"""

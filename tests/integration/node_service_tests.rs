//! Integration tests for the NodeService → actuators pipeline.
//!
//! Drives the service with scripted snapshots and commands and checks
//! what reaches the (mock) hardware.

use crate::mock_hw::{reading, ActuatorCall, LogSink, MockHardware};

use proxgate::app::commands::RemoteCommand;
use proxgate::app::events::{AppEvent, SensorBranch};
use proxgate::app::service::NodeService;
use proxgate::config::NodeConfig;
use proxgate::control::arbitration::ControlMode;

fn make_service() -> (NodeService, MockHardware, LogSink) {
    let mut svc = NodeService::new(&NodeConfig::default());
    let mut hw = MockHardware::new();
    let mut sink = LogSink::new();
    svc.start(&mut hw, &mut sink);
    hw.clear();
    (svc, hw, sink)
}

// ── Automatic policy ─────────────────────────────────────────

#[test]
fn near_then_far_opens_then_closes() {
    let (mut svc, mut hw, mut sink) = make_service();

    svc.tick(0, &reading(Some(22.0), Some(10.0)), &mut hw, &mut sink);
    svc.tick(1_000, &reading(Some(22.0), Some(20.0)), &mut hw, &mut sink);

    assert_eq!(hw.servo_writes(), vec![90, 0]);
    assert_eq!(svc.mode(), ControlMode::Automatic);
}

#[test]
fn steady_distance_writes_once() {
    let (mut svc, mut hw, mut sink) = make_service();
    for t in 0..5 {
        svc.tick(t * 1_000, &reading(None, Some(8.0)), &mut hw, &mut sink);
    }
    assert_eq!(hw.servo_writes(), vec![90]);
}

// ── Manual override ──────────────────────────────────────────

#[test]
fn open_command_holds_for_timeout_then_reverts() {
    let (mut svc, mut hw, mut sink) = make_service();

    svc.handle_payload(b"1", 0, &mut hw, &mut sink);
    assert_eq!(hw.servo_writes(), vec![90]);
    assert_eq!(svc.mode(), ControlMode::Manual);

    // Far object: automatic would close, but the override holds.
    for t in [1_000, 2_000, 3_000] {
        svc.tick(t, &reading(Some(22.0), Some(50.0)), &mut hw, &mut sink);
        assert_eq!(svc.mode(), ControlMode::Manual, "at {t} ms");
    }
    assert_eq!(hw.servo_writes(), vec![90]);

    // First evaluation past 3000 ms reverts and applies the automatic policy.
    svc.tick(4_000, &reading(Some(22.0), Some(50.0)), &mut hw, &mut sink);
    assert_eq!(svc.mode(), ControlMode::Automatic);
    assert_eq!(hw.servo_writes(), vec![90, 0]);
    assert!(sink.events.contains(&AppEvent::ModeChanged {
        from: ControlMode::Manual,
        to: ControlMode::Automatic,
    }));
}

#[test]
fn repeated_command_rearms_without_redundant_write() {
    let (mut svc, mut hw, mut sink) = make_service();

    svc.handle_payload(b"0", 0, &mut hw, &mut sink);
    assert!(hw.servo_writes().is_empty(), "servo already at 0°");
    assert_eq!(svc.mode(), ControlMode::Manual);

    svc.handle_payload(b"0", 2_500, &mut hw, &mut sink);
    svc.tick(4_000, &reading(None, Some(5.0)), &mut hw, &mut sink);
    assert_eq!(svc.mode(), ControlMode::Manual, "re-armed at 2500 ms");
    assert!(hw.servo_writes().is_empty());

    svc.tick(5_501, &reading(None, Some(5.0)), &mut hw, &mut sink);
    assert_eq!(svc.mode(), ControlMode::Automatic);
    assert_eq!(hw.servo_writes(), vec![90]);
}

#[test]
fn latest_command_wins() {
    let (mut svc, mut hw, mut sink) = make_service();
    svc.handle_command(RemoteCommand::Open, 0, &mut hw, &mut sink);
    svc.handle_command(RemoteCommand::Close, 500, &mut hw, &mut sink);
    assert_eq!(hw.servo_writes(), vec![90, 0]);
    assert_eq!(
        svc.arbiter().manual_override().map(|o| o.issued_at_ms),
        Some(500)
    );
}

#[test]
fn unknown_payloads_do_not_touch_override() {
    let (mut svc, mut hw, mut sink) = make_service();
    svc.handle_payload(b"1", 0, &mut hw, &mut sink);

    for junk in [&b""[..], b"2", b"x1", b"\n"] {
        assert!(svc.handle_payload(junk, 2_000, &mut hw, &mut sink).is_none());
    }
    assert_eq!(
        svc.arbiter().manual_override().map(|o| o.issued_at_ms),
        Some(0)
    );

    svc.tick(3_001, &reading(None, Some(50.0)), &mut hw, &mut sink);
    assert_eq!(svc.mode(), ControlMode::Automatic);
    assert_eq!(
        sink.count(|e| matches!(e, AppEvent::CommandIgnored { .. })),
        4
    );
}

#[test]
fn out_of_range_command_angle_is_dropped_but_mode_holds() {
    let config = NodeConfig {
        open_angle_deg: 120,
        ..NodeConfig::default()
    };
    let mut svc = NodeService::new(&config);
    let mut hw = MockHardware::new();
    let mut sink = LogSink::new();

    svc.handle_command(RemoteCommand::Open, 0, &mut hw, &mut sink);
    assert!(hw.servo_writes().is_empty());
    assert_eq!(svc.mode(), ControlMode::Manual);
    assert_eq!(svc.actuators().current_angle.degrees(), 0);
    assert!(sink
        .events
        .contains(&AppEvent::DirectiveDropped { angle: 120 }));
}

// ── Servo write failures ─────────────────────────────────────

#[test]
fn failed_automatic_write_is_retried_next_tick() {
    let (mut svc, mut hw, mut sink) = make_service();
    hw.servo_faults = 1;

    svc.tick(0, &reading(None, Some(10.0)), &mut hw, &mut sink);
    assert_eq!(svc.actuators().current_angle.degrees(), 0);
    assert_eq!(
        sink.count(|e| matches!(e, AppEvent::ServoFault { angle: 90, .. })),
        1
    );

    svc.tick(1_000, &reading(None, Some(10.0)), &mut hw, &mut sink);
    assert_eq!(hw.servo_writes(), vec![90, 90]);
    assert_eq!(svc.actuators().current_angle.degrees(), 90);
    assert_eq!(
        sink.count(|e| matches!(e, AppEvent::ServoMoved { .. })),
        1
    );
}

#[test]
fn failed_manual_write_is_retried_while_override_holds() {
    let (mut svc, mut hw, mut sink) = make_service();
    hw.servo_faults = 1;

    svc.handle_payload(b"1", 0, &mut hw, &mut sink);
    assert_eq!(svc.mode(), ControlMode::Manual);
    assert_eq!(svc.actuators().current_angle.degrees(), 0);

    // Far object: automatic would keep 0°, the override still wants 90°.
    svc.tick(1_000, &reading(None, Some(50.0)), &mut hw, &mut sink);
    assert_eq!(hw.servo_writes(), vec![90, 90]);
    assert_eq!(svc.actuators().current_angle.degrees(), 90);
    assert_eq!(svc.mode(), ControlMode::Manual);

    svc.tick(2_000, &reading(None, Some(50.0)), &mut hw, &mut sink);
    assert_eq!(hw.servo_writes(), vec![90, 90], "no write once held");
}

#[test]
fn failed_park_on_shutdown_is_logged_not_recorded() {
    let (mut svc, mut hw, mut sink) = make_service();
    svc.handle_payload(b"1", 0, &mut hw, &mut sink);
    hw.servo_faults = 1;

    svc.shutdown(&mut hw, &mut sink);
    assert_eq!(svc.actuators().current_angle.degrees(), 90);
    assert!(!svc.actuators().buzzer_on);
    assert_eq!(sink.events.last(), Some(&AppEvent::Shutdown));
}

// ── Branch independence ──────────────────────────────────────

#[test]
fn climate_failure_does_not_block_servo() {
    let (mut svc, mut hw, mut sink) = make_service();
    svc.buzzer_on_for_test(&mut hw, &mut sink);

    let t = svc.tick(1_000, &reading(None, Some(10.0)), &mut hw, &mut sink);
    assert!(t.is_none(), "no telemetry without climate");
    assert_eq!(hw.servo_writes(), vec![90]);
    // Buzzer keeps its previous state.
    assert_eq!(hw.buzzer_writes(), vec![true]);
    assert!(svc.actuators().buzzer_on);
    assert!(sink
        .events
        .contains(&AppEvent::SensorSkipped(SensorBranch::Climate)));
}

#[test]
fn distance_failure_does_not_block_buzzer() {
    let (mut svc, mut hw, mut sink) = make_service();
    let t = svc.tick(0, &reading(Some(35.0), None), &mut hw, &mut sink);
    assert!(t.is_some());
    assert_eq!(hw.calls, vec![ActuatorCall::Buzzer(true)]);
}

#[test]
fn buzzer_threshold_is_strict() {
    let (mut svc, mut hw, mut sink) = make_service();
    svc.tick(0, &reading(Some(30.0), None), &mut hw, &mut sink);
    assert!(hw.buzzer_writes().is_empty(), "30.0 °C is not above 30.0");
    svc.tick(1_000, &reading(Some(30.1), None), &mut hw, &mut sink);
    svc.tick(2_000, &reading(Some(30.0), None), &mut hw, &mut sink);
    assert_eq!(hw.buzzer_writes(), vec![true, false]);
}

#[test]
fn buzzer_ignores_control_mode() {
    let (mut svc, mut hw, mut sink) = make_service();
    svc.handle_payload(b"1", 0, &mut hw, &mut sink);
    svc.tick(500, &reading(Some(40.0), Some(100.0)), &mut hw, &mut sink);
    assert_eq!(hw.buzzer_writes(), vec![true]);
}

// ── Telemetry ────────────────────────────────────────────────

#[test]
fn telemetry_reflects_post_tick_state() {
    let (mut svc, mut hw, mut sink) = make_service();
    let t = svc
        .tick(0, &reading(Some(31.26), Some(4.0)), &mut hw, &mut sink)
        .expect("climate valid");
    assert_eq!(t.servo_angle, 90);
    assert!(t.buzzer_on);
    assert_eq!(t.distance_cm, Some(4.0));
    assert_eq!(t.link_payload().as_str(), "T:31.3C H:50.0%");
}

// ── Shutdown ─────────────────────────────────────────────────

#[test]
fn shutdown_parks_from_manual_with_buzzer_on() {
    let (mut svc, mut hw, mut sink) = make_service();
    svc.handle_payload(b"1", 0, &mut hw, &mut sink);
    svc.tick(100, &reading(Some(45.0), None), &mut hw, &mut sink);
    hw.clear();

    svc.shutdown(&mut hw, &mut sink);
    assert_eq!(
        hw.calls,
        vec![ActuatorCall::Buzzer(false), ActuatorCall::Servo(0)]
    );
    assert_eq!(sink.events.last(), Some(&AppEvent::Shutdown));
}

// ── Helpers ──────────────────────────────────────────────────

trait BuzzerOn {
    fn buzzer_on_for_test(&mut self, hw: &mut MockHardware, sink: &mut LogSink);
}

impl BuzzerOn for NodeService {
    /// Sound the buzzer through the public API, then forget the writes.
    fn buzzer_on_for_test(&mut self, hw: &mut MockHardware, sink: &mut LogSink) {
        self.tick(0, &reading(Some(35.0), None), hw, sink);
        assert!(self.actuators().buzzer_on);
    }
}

"""
"""

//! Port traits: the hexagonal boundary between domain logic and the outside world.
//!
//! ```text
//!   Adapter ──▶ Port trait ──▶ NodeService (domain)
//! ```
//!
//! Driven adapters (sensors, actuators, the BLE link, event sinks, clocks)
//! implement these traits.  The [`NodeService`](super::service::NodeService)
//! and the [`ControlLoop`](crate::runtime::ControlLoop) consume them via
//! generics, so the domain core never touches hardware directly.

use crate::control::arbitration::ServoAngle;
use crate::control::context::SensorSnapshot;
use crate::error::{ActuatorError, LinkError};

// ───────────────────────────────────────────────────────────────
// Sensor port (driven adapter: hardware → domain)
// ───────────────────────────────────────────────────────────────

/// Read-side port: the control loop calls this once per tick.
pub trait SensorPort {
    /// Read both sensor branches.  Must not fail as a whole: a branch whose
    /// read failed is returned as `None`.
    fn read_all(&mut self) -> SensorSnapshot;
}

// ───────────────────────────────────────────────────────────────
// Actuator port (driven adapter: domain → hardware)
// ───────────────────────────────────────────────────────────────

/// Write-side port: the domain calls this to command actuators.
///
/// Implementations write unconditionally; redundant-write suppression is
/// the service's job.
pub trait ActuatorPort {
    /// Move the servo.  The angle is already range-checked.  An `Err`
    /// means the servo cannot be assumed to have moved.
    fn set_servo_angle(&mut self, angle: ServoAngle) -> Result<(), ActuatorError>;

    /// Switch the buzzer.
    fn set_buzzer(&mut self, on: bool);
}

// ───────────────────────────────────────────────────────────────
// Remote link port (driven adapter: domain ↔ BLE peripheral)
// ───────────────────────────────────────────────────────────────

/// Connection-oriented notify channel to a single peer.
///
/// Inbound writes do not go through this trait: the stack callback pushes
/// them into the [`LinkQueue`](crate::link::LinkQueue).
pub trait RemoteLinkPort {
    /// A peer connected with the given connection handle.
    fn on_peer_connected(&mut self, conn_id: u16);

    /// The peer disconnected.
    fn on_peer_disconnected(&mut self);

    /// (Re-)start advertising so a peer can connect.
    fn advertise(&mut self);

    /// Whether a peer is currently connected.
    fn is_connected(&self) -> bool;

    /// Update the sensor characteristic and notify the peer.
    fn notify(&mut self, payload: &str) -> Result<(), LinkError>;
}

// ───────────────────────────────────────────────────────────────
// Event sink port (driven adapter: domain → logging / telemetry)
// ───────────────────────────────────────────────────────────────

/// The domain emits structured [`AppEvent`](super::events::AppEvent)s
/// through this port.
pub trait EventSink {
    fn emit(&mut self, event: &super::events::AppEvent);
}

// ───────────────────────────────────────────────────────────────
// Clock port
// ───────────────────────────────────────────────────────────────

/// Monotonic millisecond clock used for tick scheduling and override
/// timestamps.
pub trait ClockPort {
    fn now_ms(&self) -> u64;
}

"""

> PROBLEM REQUIREMENTS: Tally how many lines include "ActuatorCall" in the listing above; reply with the number only.

> ANSWER: 3